**ACTIVITY**
Lines containing "impl": state how many there are in these entries, and write only that number.

RECORDS TO USE section start

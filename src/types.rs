use chrono::NaiveDate;
use serde::{Deserialize, Serialize};
use std::fmt;

use crate::pagination::Keyed;

/// One page of a paginated listing, as reported by the remote source.
#[derive(Debug, Clone)]
pub struct PagedResult<T> {
    pub page: u32,
    pub total_pages: u32,
    pub items: Vec<T>,
}

/// Movie summary (list views)
#[derive(Debug, Clone, PartialEq, Serialize, Deserialize)]
pub struct Movie {
    pub id: u64,
    pub title: String,
    pub overview: String,
    pub release_date: Option<NaiveDate>,
    pub vote_average: f32,
    pub vote_count: u32,
}

impl Movie {
    pub fn year(&self) -> Option<i32> {
        use chrono::Datelike;
        self.release_date.map(|d| d.year())
    }
}

impl Keyed for Movie {
    type Key = u64;

    fn key(&self) -> u64 {
        self.id
    }
}

#[derive(Debug, Clone, PartialEq, Serialize, Deserialize)]
pub struct MovieDetails {
    pub id: u64,
    pub title: String,
    pub tagline: Option<String>,
    pub overview: String,
    pub release_date: Option<NaiveDate>,
    pub runtime: Option<u32>,
    pub genres: Vec<String>,
    pub vote_average: f32,
    pub vote_count: u32,
}

impl MovieDetails {
    pub fn year(&self) -> Option<i32> {
        use chrono::Datelike;
        self.release_date.map(|d| d.year())
    }

    /// "2h 16m" style runtime
    pub fn runtime_label(&self) -> Option<String> {
        let minutes = self.runtime.filter(|m| *m > 0)?;
        Some(match (minutes / 60, minutes % 60) {
            (0, m) => format!("{}m", m),
            (h, 0) => format!("{}h", h),
            (h, m) => format!("{}h {}m", h, m),
        })
    }
}

#[derive(Debug, Clone, PartialEq, Serialize, Deserialize)]
pub struct CastMember {
    pub id: u64,
    pub name: String,
    pub character: String,
}

#[derive(Debug, Clone, PartialEq, Serialize, Deserialize)]
pub struct Review {
    pub id: String,
    pub author: String,
    pub rating: Option<f32>,
    pub content: String,
    pub created_at: Option<chrono::DateTime<chrono::Utc>>,
}

impl Keyed for Review {
    type Key = String;

    fn key(&self) -> String {
        self.id.clone()
    }
}

/// Everything the details screen needs, fetched in one request.
#[derive(Debug, Clone)]
pub struct MovieBundle {
    pub details: MovieDetails,
    pub cast: Vec<CastMember>,
    pub reviews: PagedResult<Review>,
}

/// A review written in this session. Only the rating leaves the machine.
#[derive(Debug, Clone, PartialEq)]
pub struct UserReview {
    pub movie_id: u64,
    pub rating: Rating,
    pub text: String,
}

/// TMDB accepts ratings from 0.5 to 10.0 in half steps; the composer uses whole points.
#[derive(Debug, Clone, Copy, PartialEq, Eq)]
pub struct Rating(u8);

impl Rating {
    pub const MIN: u8 = 1;
    pub const MAX: u8 = 10;

    pub fn new(value: u8) -> Self {
        Self(value.clamp(Self::MIN, Self::MAX))
    }

    pub fn value(&self) -> u8 {
        self.0
    }

    pub fn increment(self) -> Self {
        Self::new(self.0.saturating_add(1))
    }

    pub fn decrement(self) -> Self {
        Self::new(self.0.saturating_sub(1))
    }

    pub fn as_api_value(&self) -> f32 {
        f32::from(self.0)
    }
}

impl Default for Rating {
    fn default() -> Self {
        Self(7)
    }
}

impl fmt::Display for Rating {
    fn fmt(&self, f: &mut fmt::Formatter<'_>) -> fmt::Result {
        write!(f, "{}/10", self.0)
    }
}

#[cfg(test)]
mod tests {
    use super::*;

    fn details(runtime: Option<u32>) -> MovieDetails {
        MovieDetails {
            id: 1,
            title: "Heat".into(),
            tagline: None,
            overview: String::new(),
            release_date: NaiveDate::from_ymd_opt(1995, 12, 15),
            runtime,
            genres: vec![],
            vote_average: 7.9,
            vote_count: 100,
        }
    }

    #[test]
    fn runtime_label_formats_hours_and_minutes() {
        assert_eq!(details(Some(170)).runtime_label().as_deref(), Some("2h 50m"));
        assert_eq!(details(Some(120)).runtime_label().as_deref(), Some("2h"));
        assert_eq!(details(Some(45)).runtime_label().as_deref(), Some("45m"));
        assert_eq!(details(Some(0)).runtime_label(), None);
        assert_eq!(details(None).runtime_label(), None);
    }

    #[test]
    fn year_from_release_date() {
        assert_eq!(details(None).year(), Some(1995));
    }

    #[test]
    fn rating_is_clamped() {
        assert_eq!(Rating::new(0).value(), 1);
        assert_eq!(Rating::new(42).value(), 10);
        assert_eq!(Rating::new(10).increment().value(), 10);
        assert_eq!(Rating::new(1).decrement().value(), 1);
        assert_eq!(Rating::default().increment().to_string(), "8/10");
    }
}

RECORDS TO USE section end

**RESULT**
7